Describe state hoisting in Jetpack Compose.
Tests your grasp of unidirectional data flow. Explain state hoisting is moving state up to make composables stateless. This improves reusability, testability, and creates a single source of truth. A red flag is defining it without explaining the benefits.

Explain Recomposition in Jetpack Compose
Tests your grasp of Compose's declarative model. A good answer defines recomposition, explains state-read triggers, and details how stability and positional memoization enable skipping. A red flag is assuming any state change redraws the entire UI.

How to arrange UI elements in Jetpack Compose?
This tests your grasp of Compose's declarative layout basics. A good answer defines Column (vertical) and Row (horizontal) for structure, and Modifier for decoration, size, and behavior. A red flag is confusing Modifiers with simple styling.

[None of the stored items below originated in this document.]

//! Node identifiers.
//!
//! A `NodeId` pairs a namespace index with one of four identifier kinds.
//! The kind and its payload live in one tagged enum, so no observer can
//! ever see a discriminant that disagrees with the payload — not even
//! transiently during a copy.

use std::fmt;

use crate::core::kind::{TypeId, MAX_BUILTIN_TYPE_ID};
use crate::core::ops::BuiltinType;
use crate::core::value::Value;
use crate::error::{ValueError, ValueResult};
use crate::scalar::{ByteString, Guid, UaString};

/// The four identifier kinds a node id can carry.
#[derive(Debug, Clone, PartialEq)]
pub enum Identifier {
    Numeric(u32),
    String(UaString),
    Guid(Guid),
    ByteString(ByteString),
}

impl Default for Identifier {
    fn default() -> Self {
        Self::Numeric(0)
    }
}

impl Identifier {
    fn deep_copy(&self) -> ValueResult<Self> {
        Ok(match self {
            Self::Numeric(n) => Self::Numeric(*n),
            Self::String(s) => Self::String(s.deep_copy()?),
            Self::Guid(g) => Self::Guid(*g),
            Self::ByteString(b) => Self::ByteString(b.deep_copy()?),
        })
    }
}

/// Protocol node identifier.
#[derive(Debug, Clone, Default, PartialEq)]
pub struct NodeId {
    pub namespace_index: u16,
    pub identifier: Identifier,
}

impl NodeId {
    /// Numeric identifier.
    #[must_use]
    pub const fn numeric(namespace_index: u16, value: u32) -> Self {
        Self {
            namespace_index,
            identifier: Identifier::Numeric(value),
        }
    }

    /// String identifier, copying the text.
    #[must_use]
    pub fn string(namespace_index: u16, name: &str) -> Self {
        Self {
            namespace_index,
            identifier: Identifier::String(UaString::from_text(name)),
        }
    }

    /// Guid identifier.
    #[must_use]
    pub const fn guid(namespace_index: u16, guid: Guid) -> Self {
        Self {
            namespace_index,
            identifier: Identifier::Guid(guid),
        }
    }

    /// Opaque byte identifier.
    #[must_use]
    pub const fn byte_string(namespace_index: u16, bytes: ByteString) -> Self {
        Self {
            namespace_index,
            identifier: Identifier::ByteString(bytes),
        }
    }

    /// The numeric id of a built-in type, in namespace 0.
    #[must_use]
    pub const fn for_type(id: TypeId) -> Self {
        Self::numeric(0, id as u32)
    }

    /// Whether this id denotes one of the reserved built-in types:
    /// namespace 0, numeric kind, value at most the highest reserved id.
    #[must_use]
    pub fn is_basic_type(&self) -> bool {
        self.namespace_index == 0
            && matches!(self.identifier, Identifier::Numeric(n) if n <= MAX_BUILTIN_TYPE_ID)
    }

    /// The null predicate is kind-specific: zero for numeric, logical
    /// length 0 for string/bytes, all-zero bits for guid — and namespace 0
    /// in every case.
    #[must_use]
    pub fn is_null(&self) -> bool {
        if self.namespace_index != 0 {
            return false;
        }
        match &self.identifier {
            Identifier::Numeric(n) => *n == 0,
            Identifier::String(s) => s.is_empty(),
            Identifier::Guid(g) => g.is_null(),
            Identifier::ByteString(b) => b.is_empty(),
        }
    }
}

impl fmt::Display for NodeId {
    fn fmt(&self, f: &mut fmt::Formatter<'_>) -> fmt::Result {
        write!(f, "ns={};", self.namespace_index)?;
        match &self.identifier {
            Identifier::Numeric(n) => write!(f, "i={n}"),
            Identifier::String(s) => write!(f, "s={s}"),
            Identifier::Guid(g) => write!(f, "g={g}"),
            Identifier::ByteString(b) => write!(f, "b={b}"),
        }
    }
}

impl BuiltinType for NodeId {
    const TYPE_ID: TypeId = TypeId::NodeId;
    const NAME: &'static str = "NodeId";

    fn deep_copy(&self) -> ValueResult<Self> {
        Ok(Self {
            namespace_index: self.namespace_index,
            identifier: self.identifier.deep_copy()?,
        })
    }

    fn wrap(self) -> Value {
        Value::NodeId(self)
    }

    fn try_ref(value: &Value) -> ValueResult<&Self> {
        match value {
            Value::NodeId(v) => Ok(v),
            other => Err(ValueError::type_mismatch(Self::NAME, other.type_name())),
        }
    }

    fn try_mut(value: &mut Value) -> ValueResult<&mut Self> {
        match value {
            Value::NodeId(v) => Ok(v),
            other => Err(ValueError::type_mismatch(Self::NAME, other.type_name())),
        }
    }
}

#[cfg(test)]
mod tests {
    use super::*;
    use bytes::Bytes;

    fn samples() -> [NodeId; 4] {
        [
            NodeId::numeric(2, 1042),
            NodeId::string(2, "pump.speed"),
            NodeId::guid(2, Guid::new(1, 2, 3, [4; 8])),
            NodeId::byte_string(2, ByteString::from_bytes(Bytes::from_static(b"\x01\x02"))),
        ]
    }

    #[test]
    fn copy_preserves_kind_and_payload() {
        for id in samples() {
            let copy = id.deep_copy().unwrap();
            assert_eq!(copy, id);
            assert_eq!(
                std::mem::discriminant(&copy.identifier),
                std::mem::discriminant(&id.identifier)
            );
        }
    }

    #[test]
    fn namespace_mismatch_beats_payload_equality() {
        for id in samples() {
            let mut other = id.deep_copy().unwrap();
            other.namespace_index = 7;
            assert_ne!(other, id);
        }
    }

    #[test]
    fn kinds_never_compare_equal_to_each_other() {
        assert_ne!(NodeId::numeric(0, 0), NodeId::string(0, ""));
    }

    #[test]
    fn null_predicate_is_kind_specific() {
        assert!(NodeId::numeric(0, 0).is_null());
        assert!(NodeId::string(0, "").is_null());
        assert!(NodeId::guid(0, Guid::default()).is_null());
        assert!(NodeId::byte_string(0, ByteString::null()).is_null());

        assert!(!NodeId::numeric(1, 0).is_null());
        assert!(!NodeId::numeric(0, 1).is_null());
        assert!(!NodeId::string(0, "x").is_null());
    }

    #[test]
    fn basic_type_predicate() {
        assert!(NodeId::for_type(TypeId::Boolean).is_basic_type());
        assert!(NodeId::for_type(TypeId::DiagnosticInfo).is_basic_type());
        assert!(!NodeId::numeric(0, MAX_BUILTIN_TYPE_ID + 1).is_basic_type());
        assert!(!NodeId::numeric(1, 1).is_basic_type());
        assert!(!NodeId::string(0, "Boolean").is_basic_type());
    }

    #[test]
    fn clear_resets_to_the_null_numeric_id() {
        let mut id = NodeId::string(4, "drop me");
        id.clear();
        assert_eq!(id, NodeId::default());
        assert!(id.is_null());
    }
}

What is the purpose of the `remember` function in Compose?
This tests your grasp of recomposition. Explain that `remember` stores an object in the composition tree, preventing it from being re-initialized on every render. A red flag is confusing it with `rememberSaveable`, which survives configuration changes.

Styles vs. Themes and Attribute Resolution in Android
This tests your grasp of Android's resource indirection. A Style is a set of attributes for one View type. A Theme is a collection of named attributes for an app or Activity. `?attr` is resolved at runtime against the Theme, while `@color` is a direct.

LinearLayout vs. RelativeLayout vs. FrameLayout: Explain and give use cases
Tests your grasp of classic Android layouts and performance trade-offs. A good answer defines each, gives a clear use case, and mentions `layout_weight`. A red flag is proposing nested `LinearLayout`s for complex UIs, ignoring performance.

Bound Service Lifecycle: Config Changes and Multiple Clients
Tests deep knowledge of bound service lifecycles. A config change causes an unbind/rebind cycle, recreating the service. With multiple clients, the service isn't destroyed until the last one unbinds. Red flag: assuming the service survives the config change.

Handle Android Process Death vs. Configuration Changes
Tests your grasp of Android's lifecycle for state restoration. A good answer explains that `onCreate(savedInstanceState)` is called in both cases, but process death recreates everything. Use `ViewModel` with `SavedStateHandle`.

Static vs. Dynamic BroadcastReceivers: Implications and Restrictions
This tests your knowledge of Android's background execution limits. A good answer defines static and dynamic registration, explains the restrictions since Android 7/8, and gives use cases. A red flag is ignoring the modern API limitations.

When and why use a Foreground Service on modern Android?
Tests understanding of background work restrictions. A great answer defines the use case for user-visible tasks, explains the mandatory notification, and details the `startForegroundService()` flow.